Can you pull out each line of the data below that includes the word "HydrationError"?

*** Record extracts ***

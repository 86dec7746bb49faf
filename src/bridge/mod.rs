//! Sync bridge — mediates between the live canvas store and the remote
//! document store.
//!
//! DESIGN
//! ======
//! One worker task per mounted document owns the whole bridge lifecycle:
//! hydrate once, then watch canvas change events and push debounced
//! snapshot saves. Because the worker performs saves sequentially, at most
//! one save is ever in flight per document, and edits arriving mid-save
//! coalesce into a single superseding save that captures the latest state.
//!
//! Loop prevention: hydration merges are applied with `Source::Remote`, and
//! the worker ignores remote-sourced events, so loading a document never
//! schedules a save of that same document.
//!
//! ERROR HANDLING
//! ==============
//! Hydrate and save failures are non-fatal. They surface on the status
//! channel as [`DocStatus::Error`] and the bridge stays mounted; the next
//! edit or manual save retries naturally.

use std::sync::Arc;
use std::time::Duration;

use tokio::sync::{mpsc, watch};
use tokio::task::JoinHandle;
use tokio::time::Instant;
use tracing::{debug, warn};

use crate::ErrorCode;
use crate::canvas::{CanvasStore, Source, Subscription};
use crate::record::{Snapshot, SnapshotError};
use crate::store::{DocumentStore, StoreError};

/// Default trailing-edge debounce window for outbound saves.
pub const DEFAULT_SAVE_DEBOUNCE: Duration = Duration::from_millis(250);

const COMMAND_CHANNEL_CAPACITY: usize = 8;

// =============================================================================
// ERRORS
// =============================================================================

/// A hydration that could not complete.
#[derive(Debug, thiserror::Error)]
pub enum HydrationError {
    #[error("document store: {0}")]
    Store(#[from] StoreError),
    #[error("malformed snapshot: {0}")]
    Malformed(#[from] SnapshotError),
}

impl ErrorCode for HydrationError {
    fn error_code(&self) -> &'static str {
        match self {
            Self::Store(_) => "E_HYDRATE_STORE",
            Self::Malformed(_) => "E_HYDRATE_MALFORMED",
        }
    }

    fn retryable(&self) -> bool {
        matches!(self, Self::Store(e) if e.retryable())
    }
}

/// A save that could not complete.
#[derive(Debug, thiserror::Error)]
pub enum SaveError {
    #[error("document store: {0}")]
    Store(#[from] StoreError),
    #[error("store rejected write for document {0}")]
    Rejected(String),
}

impl ErrorCode for SaveError {
    fn error_code(&self) -> &'static str {
        match self {
            Self::Store(_) => "E_SAVE_STORE",
            Self::Rejected(_) => "E_SAVE_REJECTED",
        }
    }

    fn retryable(&self) -> bool {
        match self {
            Self::Store(e) => e.retryable(),
            Self::Rejected(_) => false,
        }
    }
}

// =============================================================================
// STATUS
// =============================================================================

/// Per-document bridge lifecycle, surfaced to the shell over a watch
/// channel: `Unloaded -> Hydrating -> Idle -> Dirty -> Saving -> Idle`,
/// with `Error` on a failed hydrate or save.
#[derive(Debug, Clone, PartialEq, Eq)]
pub enum DocStatus {
    /// Before mount.
    Unloaded,
    /// Initial fetch in flight.
    Hydrating,
    /// No unsaved changes.
    Idle,
    /// Edits received; debounce timer running.
    Dirty,
    /// Snapshot in flight to the store.
    Saving,
    /// Last hydrate or save failed; the bridge remains usable.
    Error { code: &'static str, message: String },
}

impl DocStatus {
    #[must_use]
    pub fn failed<E: ErrorCode>(err: &E) -> Self {
        Self::Error { code: err.error_code(), message: err.to_string() }
    }

    #[must_use]
    pub fn is_error(&self) -> bool {
        matches!(self, Self::Error { .. })
    }
}

// =============================================================================
// OPERATIONS
// =============================================================================

/// Fetch the latest snapshot for `document_id` and merge it into the canvas
/// with remote provenance. Returns whether a stored snapshot was found; an
/// empty store is not an error and leaves the canvas untouched.
///
/// Merging is by record id, last-write-wins per record, so repeated
/// hydration with no intervening edits is idempotent.
///
/// # Errors
///
/// Returns a [`HydrationError`] if the store is unreachable or the stored
/// snapshot violates document invariants.
pub async fn hydrate(
    store: &dyn DocumentStore,
    canvas: &CanvasStore,
    document_id: &str,
) -> Result<bool, HydrationError> {
    let Some(snapshot) = store.get_document(document_id).await? else {
        debug!(document_id, "no stored snapshot; canvas left as-is");
        return Ok(false);
    };

    snapshot.validate()?;
    debug!(document_id, records = snapshot.len(), "hydrating canvas");
    canvas.apply_records(snapshot.into_records(), Source::Remote).await;
    Ok(true)
}

async fn save(store: &dyn DocumentStore, document_id: &str, snapshot: &Snapshot) -> Result<(), SaveError> {
    let ack = store.save_document(document_id, snapshot).await?;
    if ack.success {
        Ok(())
    } else {
        Err(SaveError::Rejected(document_id.to_owned()))
    }
}

// =============================================================================
// BRIDGE
// =============================================================================

#[derive(Debug, Clone, Copy)]
pub struct BridgeOptions {
    /// Trailing-edge window: each user edit resets the timer, one save per
    /// quiet period.
    pub debounce: Duration,
}

impl Default for BridgeOptions {
    fn default() -> Self {
        Self { debounce: DEFAULT_SAVE_DEBOUNCE }
    }
}

enum Command {
    SaveNow,
}

/// Handle to a mounted document's bridge worker.
pub struct SyncBridge {
    document_id: String,
    cmd_tx: mpsc::Sender<Command>,
    status_rx: watch::Receiver<DocStatus>,
    worker: JoinHandle<()>,
}

impl SyncBridge {
    /// Mount a document: subscribe to the canvas, then spawn the worker
    /// that hydrates and keeps the store in sync.
    pub async fn mount(
        store: Arc<dyn DocumentStore>,
        canvas: CanvasStore,
        document_id: impl Into<String>,
        options: BridgeOptions,
    ) -> Self {
        let document_id = document_id.into();
        // Subscribe before spawning so edits racing the mount are not lost.
        let subscription = canvas.subscribe().await;
        let (cmd_tx, cmd_rx) = mpsc::channel(COMMAND_CHANNEL_CAPACITY);
        let (status_tx, status_rx) = watch::channel(DocStatus::Unloaded);

        let worker = Worker {
            document_id: document_id.clone(),
            store,
            canvas,
            subscription,
            cmd_rx,
            status_tx,
            debounce: options.debounce,
        };
        let worker = tokio::spawn(worker.run());

        Self { document_id, cmd_tx, status_rx, worker }
    }

    #[must_use]
    pub fn document_id(&self) -> &str {
        &self.document_id
    }

    /// Current bridge status.
    #[must_use]
    pub fn status(&self) -> DocStatus {
        self.status_rx.borrow().clone()
    }

    /// A watch receiver for observing status transitions.
    #[must_use]
    pub fn watch_status(&self) -> watch::Receiver<DocStatus> {
        self.status_rx.clone()
    }

    /// Flush a save immediately, bypassing the debounce window.
    pub async fn save_now(&self) {
        let _ = self.cmd_tx.send(Command::SaveNow).await;
    }

    /// Unmount: stop the worker and cancel the canvas subscription. A save
    /// already in flight completes, but no further saves happen.
    pub async fn unmount(self) {
        drop(self.cmd_tx);
        let _ = self.worker.await;
    }
}

// =============================================================================
// WORKER
// =============================================================================

struct Worker {
    document_id: String,
    store: Arc<dyn DocumentStore>,
    canvas: CanvasStore,
    subscription: Subscription,
    cmd_rx: mpsc::Receiver<Command>,
    status_tx: watch::Sender<DocStatus>,
    debounce: Duration,
}

impl Worker {
    async fn run(mut self) {
        self.set_status(DocStatus::Hydrating);
        match hydrate(self.store.as_ref(), &self.canvas, &self.document_id).await {
            Ok(found) => {
                debug!(document_id = %self.document_id, found, "hydration complete");
                self.set_status(DocStatus::Idle);
            }
            Err(e) => {
                warn!(error = %e, document_id = %self.document_id, "hydration failed");
                self.set_status(DocStatus::failed(&e));
            }
        }

        // Trailing-edge debounce: `deadline` is set while edits are pending.
        let mut deadline: Option<Instant> = None;
        loop {
            let flush_at = deadline.unwrap_or_else(Instant::now);

            tokio::select! {
                cmd = self.cmd_rx.recv() => match cmd {
                    Some(Command::SaveNow) => {
                        deadline = None;
                        self.flush().await;
                    }
                    // Handle dropped: unmount.
                    None => break,
                },
                event = self.subscription.events.recv() => match event {
                    Some(event) => {
                        // Loop prevention: hydration merges carry remote
                        // provenance and never schedule a save.
                        if event.source == Source::User {
                            deadline = Some(Instant::now() + self.debounce);
                            self.set_status(DocStatus::Dirty);
                        }
                    }
                    None => break,
                },
                () = tokio::time::sleep_until(flush_at), if deadline.is_some() => {
                    deadline = None;
                    self.flush().await;
                }
            }
        }

        self.canvas.unsubscribe(self.subscription.id).await;
        debug!(document_id = %self.document_id, "bridge unmounted");
    }

    async fn flush(&mut self) {
        self.set_status(DocStatus::Saving);
        let snapshot = self.canvas.snapshot().await;

        match save(self.store.as_ref(), &self.document_id, &snapshot).await {
            Ok(()) => {
                debug!(document_id = %self.document_id, records = snapshot.len(), "document saved");
                self.set_status(DocStatus::Idle);
            }
            Err(e) => {
                warn!(error = %e, document_id = %self.document_id, "save failed");
                self.set_status(DocStatus::failed(&e));
            }
        }
    }

    fn set_status(&self, status: DocStatus) {
        // Send failure means the handle is gone; the worker is about to
        // exit and nothing observes status anymore.
        let _ = self.status_tx.send(status);
    }
}

#[cfg(test)]
#[path = "bridge_test.rs"]
mod tests;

*** End of Record extracts ***

## Solution to the problem
pub enum HydrationError {
impl ErrorCode for HydrationError {
/// Returns a [`HydrationError`] if the store is unreachable or the stored
) -> Result<bool, HydrationError> {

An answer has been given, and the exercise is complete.